Dawno to wieczór miejski,
płonące lampy, neony...
to cichy spokój w mieszkaniu
i dobrze piec napalony...
Dawno – to ciastko z Ziemiańskiej,
dawniej – to obiad przy radiu
dawno – to rano "Nasz Przegląd",
i wieczór w kino Paladium.
Dawno – to miesiąc nad morzem,
dawno – to zdjęcia z wycieczki
i ślubne zdjęcie z welonem
i biały chlebek bez sieczki...
Lecz jak wytłumaczyć dziecku
tę przeszłość jasną i sławna,
gdy nic... nic przecież nie wie...
jak wytłumaczyć: DAWNO...
Widzisz, kochane dziecko
stare i smutne za młodu
dawno – to znaczy gdy dawno...
nie przydzielano nam miodu...
A powiedz mi mamo, powiedz,
co to, co słyszę nocą...
świst taki długi... daleki
co to tak świszcze i po co...
Jak wytłumaczyć dziecku
jaki wziąć przykład i motyw,
by wytłumaczyć nocny,
daleki świst lokomotyw...
Jak wytłumaczyć szyny
i długą drogę w bezkresy,
radość mknięcia w sleepingu
i oszalałe ekspresy.
Dworce, sygnały, zwrotnice,
nowe miasta, ulice,
bilety, przesiadki, bagaż,
kurier, bufet i tragarz.
Migot światełek nocą,
i dymów liliowy ślad.
Jak wytłumaczyć... i po co,
że gdzieś jeszcze w dali jest świat...
Ten świat znaczy – chłopcze maleńki
coś rączki żałośnie tak splótł,
że może być dalej niż Töbens - -
i jeszcze dalej niż miód - - -
W wierszu w zwrotce poniżej są opisane trzy miejsca w których bywał i Szlengel i Janusz Korczak.

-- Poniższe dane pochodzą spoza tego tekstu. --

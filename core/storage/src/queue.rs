//! Durable FIFO of pending operations awaiting transmission.

use std::sync::Arc;
use tracing::warn;

use crate::kv::{slots, KvStore};
use devtasks_common::Operation;

/// Append-only operation queue, durable across restarts.
///
/// Entries leave the queue only through [`clear`](OperationQueue::clear),
/// which wipes it entirely and must be called only after a confirmed
/// successful flush. Operations enqueued after a flush snapshot was taken
/// but before the clear are dropped with it; callers relying on the queue
/// must tolerate that window.
pub struct OperationQueue {
    kv: Arc<dyn KvStore>,
}

impl OperationQueue {
    /// Create a queue over the given backend.
    pub fn new(kv: Arc<dyn KvStore>) -> Self {
        Self { kv }
    }

    /// Append an operation; persisted before this returns.
    pub async fn enqueue(&self, op: Operation) {
        let mut ops = self.load().await;
        ops.push(op);
        let raw = match serde_json::to_string(&ops) {
            Ok(raw) => raw,
            Err(e) => {
                warn!("failed to serialize sync queue: {e}");
                return;
            }
        };
        if let Err(e) = self.kv.set(slots::SYNC_QUEUE, raw).await {
            warn!("failed to persist sync queue: {e}");
        }
    }

    /// The full ordered queue, without removing entries.
    pub async fn snapshot(&self) -> Vec<Operation> {
        self.load().await
    }

    /// Number of pending operations.
    pub async fn len(&self) -> usize {
        self.load().await.len()
    }

    /// Whether the queue holds no operations.
    pub async fn is_empty(&self) -> bool {
        self.load().await.is_empty()
    }

    /// Empty the queue entirely.
    ///
    /// Invoked only after a confirmed successful flush response, never
    /// speculatively before sending.
    pub async fn clear(&self) {
        if let Err(e) = self.kv.remove(slots::SYNC_QUEUE).await {
            warn!("failed to clear sync queue: {e}");
        }
    }

    async fn load(&self) -> Vec<Operation> {
        match self.kv.get(slots::SYNC_QUEUE).await {
            Ok(Some(raw)) => match serde_json::from_str(&raw) {
                Ok(ops) => ops,
                Err(e) => {
                    warn!("sync queue slot is unreadable, treating as empty: {e}");
                    Vec::new()
                }
            },
            Ok(None) => Vec::new(),
            Err(e) => {
                warn!("failed to read sync queue: {e}");
                Vec::new()
            }
        }
    }
}
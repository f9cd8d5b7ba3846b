//! Local task store: the sole source of truth for offline reads.

use std::sync::Arc;
use tracing::warn;

use crate::kv::{slots, KvStore};
use devtasks_common::{sort_newest_first, Task};

/// Durable task collection keyed by task id.
///
/// Fail-open: read and write failures are logged and degrade to an empty
/// collection / no-op. Availability of the UI read path outranks durability
/// here, so no method returns an error.
pub struct TaskStore {
    kv: Arc<dyn KvStore>,
}

impl TaskStore {
    /// Create a store over the given backend.
    pub fn new(kv: Arc<dyn KvStore>) -> Self {
        Self { kv }
    }

    /// All tasks, newest-updated first.
    pub async fn list(&self) -> Vec<Task> {
        let mut tasks = self.load().await;
        sort_newest_first(&mut tasks);
        tasks
    }

    /// Look up a single task by id.
    pub async fn get(&self, id: &str) -> Option<Task> {
        self.load().await.into_iter().find(|t| t.id == id)
    }

    /// Insert or replace a task.
    pub async fn put(&self, task: Task) {
        let mut tasks = self.load().await;
        if let Some(existing) = tasks.iter_mut().find(|t| t.id == task.id) {
            *existing = task;
        } else {
            tasks.push(task);
        }
        self.persist(tasks).await;
    }

    /// Remove a task. Removing an absent id is a no-op.
    pub async fn remove(&self, id: &str) {
        let mut tasks = self.load().await;
        tasks.retain(|t| t.id != id);
        self.persist(tasks).await;
    }

    /// Replace the whole collection, e.g. with a merge result.
    pub async fn replace_all(&self, tasks: Vec<Task>) {
        self.persist(tasks).await;
    }

    async fn load(&self) -> Vec<Task> {
        match self.kv.get(slots::TASKS).await {
            Ok(Some(raw)) => match serde_json::from_str(&raw) {
                Ok(tasks) => tasks,
                Err(e) => {
                    warn!("tasks slot is unreadable, treating as empty: {e}");
                    Vec::new()
                }
            },
            Ok(None) => Vec::new(),
            Err(e) => {
                warn!("failed to read tasks: {e}");
                Vec::new()
            }
        }
    }

    async fn persist(&self, mut tasks: Vec<Task>) {
        sort_newest_first(&mut tasks);
        let raw = match serde_json::to_string(&tasks) {
            Ok(raw) => raw,
            Err(e) => {
                warn!("failed to serialize tasks: {e}");
                return;
            }
        };
        if let Err(e) = self.kv.set(slots::TASKS, raw).await {
            warn!("failed to save tasks: {e}");
        }
    }
}
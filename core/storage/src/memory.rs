//! In-memory key/value store for testing.

use async_trait::async_trait;
use std::collections::HashMap;
use std::sync::RwLock;

use crate::kv::KvStore;
use devtasks_common::Result;

/// In-memory key/value store.
///
/// Useful for tests and the in-memory reconciliation service. All data is
/// lost on drop.
#[derive(Default)]
pub struct MemoryKv {
    slots: RwLock<HashMap<String, String>>,
}

impl MemoryKv {
    /// Create a new empty store.
    pub fn new() -> Self {
        Self::default()
    }
}

#[async_trait]
impl KvStore for MemoryKv {
    fn name(&self) -> &str {
        "memory"
    }

    async fn get(&self, slot: &str) -> Result<Option<String>> {
        Ok(self.slots.read().unwrap().get(slot).cloned())
    }

    async fn set(&self, slot: &str, value: String) -> Result<()> {
        self.slots.write().unwrap().insert(slot.to_string(), value);
        Ok(())
    }

    async fn remove(&self, slot: &str) -> Result<()> {
        self.slots.write().unwrap().remove(slot);
        Ok(())
    }
}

Dawno – to ciastko z Ziemiańskiej,
dawniej – to obiad przy radiu
dawno – to rano "Nasz Przegląd",
i wieczór w kino Paladium.
Ziemiańska to przedwojenna kawiarnia z kilkoma filiami w Warszawie, pierwszy, najbardziej znany lokal mieścił się na ul. Mazowieckiej 12 obok księgarni Mortkowiczów.
„Nasz Przegląd” — dziennik wydawany w latach 1923–1939 do którego pisał i Korczak i Szlengel
Palladium to kino przy ul. Złotej 7/9 w Warszawie. Naprzeciwko kina mieszkał do wybuchu wojny Janusz Korczak z siostrą.